> **Instructions for the task**
Return, from the material below, each line in which "oneshot" occurs.

== == ==

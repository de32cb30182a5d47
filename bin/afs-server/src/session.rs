//! Session workers
//!
//! Each client session is served by one worker task that owns the session's
//! bound transaction. Requests arrive over a bounded channel and are answered
//! through a oneshot reply, so a session's calls are processed in order.
//!
//! ```text
//!            begin                   prepare (two-phase)
//!   IDLE ------------> BOUND -----------------------------> IDLE (detached)
//!    ^                  |
//!    +--commit/rollback-+
//! ```
//!
//! A worker waits `idle_timeout` for the next request while IDLE and
//! `worker_timeout` while BOUND. When the wait expires the worker is
//! evicted: its transaction is rolled back (unless it is a two-phase
//! transaction already PREPARED, which belongs to its coordinator), queued
//! requests are answered with `SessionEvicted` and the pool slot is freed.

use crate::context::ServerContext;
use afs_common::{
    Error, ErrorClass, ObjectInfo, ObjectRef, Operation, OwnerId, Result, SessionToken, TxnId,
    TxnMode, TxnState, WorkerId,
};
use afs_txn::TransactionalConnection;
use parking_lot::Mutex;
use std::collections::HashMap;
use std::fmt;
use std::sync::Arc;
use tokio::sync::{OwnedSemaphorePermit, mpsc, oneshot};
use tracing::{debug, error, info, warn};

/// Requests buffered per session before senders wait
pub const REQUEST_QUEUE_DEPTH: usize = 32;

/// How the worker is currently serving its session
#[derive(Debug, Clone, Copy, PartialEq, Eq)]
pub enum WorkerMode {
    /// No bound transaction; each mutation commits on its own
    SingleCall,
    /// Bound to a transaction committed by the session itself
    OnePhase,
    /// Bound to a transaction resolved by an external coordinator
    TwoPhase,
}

impl fmt::Display for WorkerMode {
    fn fmt(&self, f: &mut fmt::Formatter<'_>) -> fmt::Result {
        match self {
            Self::SingleCall => write!(f, "single-call"),
            Self::OnePhase => write!(f, "one-phase"),
            Self::TwoPhase => write!(f, "two-phase"),
        }
    }
}

#[derive(Debug)]
pub(crate) enum Request {
    Create {
        object: ObjectRef,
    },
    Write {
        object: ObjectRef,
        offset: u64,
        data: Vec<u8>,
    },
    Read {
        object: ObjectRef,
        offset: u64,
        len: u64,
    },
    List {
        owner: OwnerId,
    },
    Copy {
        source: ObjectRef,
        target: ObjectRef,
    },
    Move {
        source: ObjectRef,
        target: ObjectRef,
    },
    Delete {
        object: ObjectRef,
    },
    Begin {
        mode: TxnMode,
        txn: Option<TxnId>,
    },
    Prepare,
    Commit,
    Rollback,
    Logout,
}

#[derive(Debug)]
pub(crate) enum Response {
    Done,
    Txn(TxnId),
    Data(Vec<u8>),
    Listing(Vec<ObjectInfo>),
}

impl Response {
    pub(crate) fn into_txn(self) -> Result<TxnId> {
        match self {
            Self::Txn(txn) => Ok(txn),
            other => Err(Error::internal(format!("expected txn id, got {other:?}"))),
        }
    }

    pub(crate) fn into_data(self) -> Result<Vec<u8>> {
        match self {
            Self::Data(data) => Ok(data),
            other => Err(Error::internal(format!("expected data, got {other:?}"))),
        }
    }

    pub(crate) fn into_listing(self) -> Result<Vec<ObjectInfo>> {
        match self {
            Self::Listing(listing) => Ok(listing),
            other => Err(Error::internal(format!("expected listing, got {other:?}"))),
        }
    }
}

pub(crate) struct Envelope {
    pub(crate) request: Request,
    pub(crate) reply: oneshot::Sender<Result<Response>>,
}

/// Sending side of a running worker
#[derive(Clone)]
pub(crate) struct WorkerHandle {
    pub(crate) id: WorkerId,
    pub(crate) tx: mpsc::Sender<Envelope>,
}

/// Live workers by session
pub(crate) type SessionTable = Arc<Mutex<HashMap<SessionToken, WorkerHandle>>>;

/// Run a storage call on the blocking pool
pub(crate) async fn blocking<T, F>(f: F) -> Result<T>
where
    F: FnOnce() -> Result<T> + Send + 'static,
    T: Send + 'static,
{
    tokio::task::spawn_blocking(f)
        .await
        .map_err(|e| Error::internal(format!("blocking task failed: {e}")))?
}

pub(crate) struct SessionWorker {
    id: WorkerId,
    session: SessionToken,
    ctx: ServerContext,
    rx: mpsc::Receiver<Envelope>,
    conn: Option<Arc<TransactionalConnection>>,
    /// Two-phase transaction this session prepared and handed to its coordinator
    detached: Option<TxnId>,
    sessions: SessionTable,
    _permit: OwnedSemaphorePermit,
}

impl SessionWorker {
    /// Start a worker task for `session`
    ///
    /// The worker holds `permit` until it exits and removes itself from
    /// `sessions` on the way out.
    pub(crate) fn spawn(
        session: SessionToken,
        ctx: ServerContext,
        permit: OwnedSemaphorePermit,
        sessions: SessionTable,
    ) -> WorkerHandle {
        let (tx, rx) = mpsc::channel(REQUEST_QUEUE_DEPTH);
        let id = WorkerId::new();
        let worker = Self {
            id,
            session,
            ctx,
            rx,
            conn: None,
            detached: None,
            sessions,
            _permit: permit,
        };
        tokio::spawn(worker.run());
        WorkerHandle { id, tx }
    }

    fn mode(&self) -> WorkerMode {
        match self.conn.as_ref().map(|conn| conn.mode()) {
            None => WorkerMode::SingleCall,
            Some(TxnMode::OnePhase) => WorkerMode::OnePhase,
            Some(TxnMode::TwoPhase) => WorkerMode::TwoPhase,
        }
    }

    async fn run(mut self) {
        debug!("Session worker {} started for {:?}", self.id, self.session);
        let idle_timeout = self.ctx.config.server.idle_timeout();
        let bound_timeout = self.ctx.config.server.worker_timeout();

        loop {
            self.refresh();
            let wait = if self.conn.is_some() {
                bound_timeout
            } else {
                idle_timeout
            };

            let envelope = match tokio::time::timeout(wait, self.rx.recv()).await {
                Ok(Some(envelope)) => envelope,
                Ok(None) => break,
                Err(_) => {
                    warn!(
                        "Evicting session worker {} after {wait:?} without a request ({} mode)",
                        self.id,
                        self.mode()
                    );
                    break;
                }
            };

            let logout = matches!(envelope.request, Request::Logout);
            let result = self.handle(envelope.request).await;
            let recycle = result
                .as_ref()
                .is_err_and(|e| e.class() == ErrorClass::System);
            if let Err(e) = &result
                && recycle
            {
                error!("Session worker {} recycling after error: {e}", self.id);
            }
            let _ = envelope.reply.send(result);
            if logout || recycle {
                break;
            }
        }

        self.shutdown().await;
    }

    /// Drop a connection whose transaction was resolved outside this worker
    fn refresh(&mut self) {
        if self
            .conn
            .as_ref()
            .is_some_and(|conn| conn.state().is_none_or(TxnState::is_terminal))
        {
            self.conn = None;
        }
        if let Some(txn) = self.detached
            && self
                .ctx
                .coordinator
                .state(txn)
                .is_none_or(TxnState::is_terminal)
        {
            self.detached = None;
        }
    }

    async fn shutdown(mut self) {
        self.rx.close();
        self.release().await;

        let mut refused = 0;
        while let Ok(envelope) = self.rx.try_recv() {
            let _ = envelope.reply.send(Err(Error::SessionEvicted));
            refused += 1;
        }

        {
            let mut sessions = self.sessions.lock();
            if sessions
                .get(&self.session)
                .is_some_and(|handle| handle.id == self.id)
            {
                sessions.remove(&self.session);
            }
        }
        debug!(
            "Session worker {} stopped ({refused} queued requests refused)",
            self.id
        );
    }

    /// Roll back the bound transaction unless its coordinator owns it
    async fn release(&mut self) {
        let Some(conn) = self.conn.take() else {
            return;
        };
        let txn = conn.txn_id();
        match conn.state() {
            None => return,
            Some(state) if state.is_terminal() => return,
            Some(TxnState::Prepared) if conn.mode() == TxnMode::TwoPhase => {
                info!("Leaving prepared {txn} to its coordinator");
                return;
            }
            Some(_) => {}
        }

        match blocking(move || conn.rollback()).await {
            Ok(()) => info!("Rolled back {txn} of session worker {}", self.id),
            Err(e) => error!("Failed to roll back {txn} of session worker {}: {e}", self.id),
        }
    }

    async fn handle(&mut self, request: Request) -> Result<Response> {
        match request {
            Request::Begin { mode, txn } => self.begin(mode, txn).await,
            Request::Read {
                object,
                offset,
                len,
            } => {
                let max = self.ctx.config.server.max_read_size;
                if len > max {
                    return Err(Error::ReadTooLarge {
                        requested: len,
                        max,
                    });
                }
                let conn = self.conn.clone();
                let layout = Arc::clone(self.ctx.coordinator.layout());
                blocking(move || match conn {
                    Some(conn) => conn.read(&object, offset, len),
                    None => layout.read(&object, offset, len),
                })
                .await
                .map(Response::Data)
            }
            Request::List { owner } => {
                let conn = self.conn.clone();
                let layout = Arc::clone(self.ctx.coordinator.layout());
                blocking(move || match conn {
                    Some(conn) => conn.list(&owner),
                    None => layout.list(&owner),
                })
                .await
                .map(Response::Listing)
            }
            Request::Create { object } => self.mutate(Operation::Create { object }).await,
            Request::Write {
                object,
                offset,
                data,
            } => {
                self.mutate(Operation::Write {
                    object,
                    offset,
                    data,
                })
                .await
            }
            Request::Copy { source, target } => {
                self.mutate(Operation::Copy { source, target }).await
            }
            Request::Move { source, target } => {
                self.mutate(Operation::Move { source, target }).await
            }
            Request::Delete { object } => self.mutate(Operation::Delete { object }).await,
            Request::Prepare => self.prepare().await,
            Request::Commit => self.commit().await,
            Request::Rollback => self.rollback().await,
            Request::Logout => {
                self.release().await;
                Ok(Response::Done)
            }
        }
    }

    async fn begin(&mut self, mode: TxnMode, txn: Option<TxnId>) -> Result<Response> {
        if let Some(conn) = &self.conn {
            return Err(Error::TransactionInProgress(conn.txn_id()));
        }
        let coordinator = Arc::clone(&self.ctx.coordinator);
        let conn = blocking(move || TransactionalConnection::begin(coordinator, mode, txn)).await?;
        let txn = conn.txn_id();
        debug!("Session worker {} bound to {txn} ({mode})", self.id);
        self.conn = Some(Arc::new(conn));
        self.detached = None;
        Ok(Response::Txn(txn))
    }

    async fn mutate(&mut self, op: Operation) -> Result<Response> {
        if let Some(conn) = self.conn.clone() {
            blocking(move || conn.stage(op)).await?;
            return Ok(Response::Done);
        }

        // Single call: the operation is its own one-phase transaction.
        let coordinator = Arc::clone(&self.ctx.coordinator);
        blocking(move || {
            let conn = TransactionalConnection::begin(coordinator, TxnMode::OnePhase, None)?;
            if let Err(e) = conn.stage(op).and_then(|()| conn.commit()) {
                if let Err(rollback) = conn.rollback() {
                    debug!("Single call {} not rolled back: {rollback}", conn.txn_id());
                }
                return Err(e);
            }
            Ok(())
        })
        .await?;
        Ok(Response::Done)
    }

    async fn prepare(&mut self) -> Result<Response> {
        let conn = self.conn.clone().ok_or(Error::NoActiveTransaction)?;
        let txn = conn.txn_id();
        let mode = conn.mode();
        blocking(move || conn.prepare()).await?;

        if mode == TxnMode::TwoPhase {
            debug!("Session worker {} detached from prepared {txn}", self.id);
            self.conn = None;
            self.detached = Some(txn);
        }
        Ok(Response::Txn(txn))
    }

    async fn commit(&mut self) -> Result<Response> {
        if let Some(conn) = self.conn.clone() {
            blocking(move || conn.commit()).await?;
            self.conn = None;
            return Ok(Response::Done);
        }
        if let Some(txn) = self.detached {
            let coordinator = Arc::clone(&self.ctx.coordinator);
            blocking(move || coordinator.commit(txn)).await?;
            self.detached = None;
            return Ok(Response::Done);
        }
        Err(Error::NoActiveTransaction)
    }

    async fn rollback(&mut self) -> Result<Response> {
        if let Some(conn) = self.conn.clone() {
            blocking(move || conn.rollback()).await?;
            self.conn = None;
            return Ok(Response::Done);
        }
        if let Some(txn) = self.detached {
            let coordinator = Arc::clone(&self.ctx.coordinator);
            blocking(move || coordinator.rollback(txn)).await?;
            self.detached = None;
            return Ok(Response::Done);
        }
        Err(Error::NoActiveTransaction)
    }
}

== == ==

> **Completed exercise**
//! through a oneshot reply, so a session's calls are processed in order.
use tokio::sync::{OwnedSemaphorePermit, mpsc, oneshot};
    pub(crate) reply: oneshot::Sender<Result<Response>>,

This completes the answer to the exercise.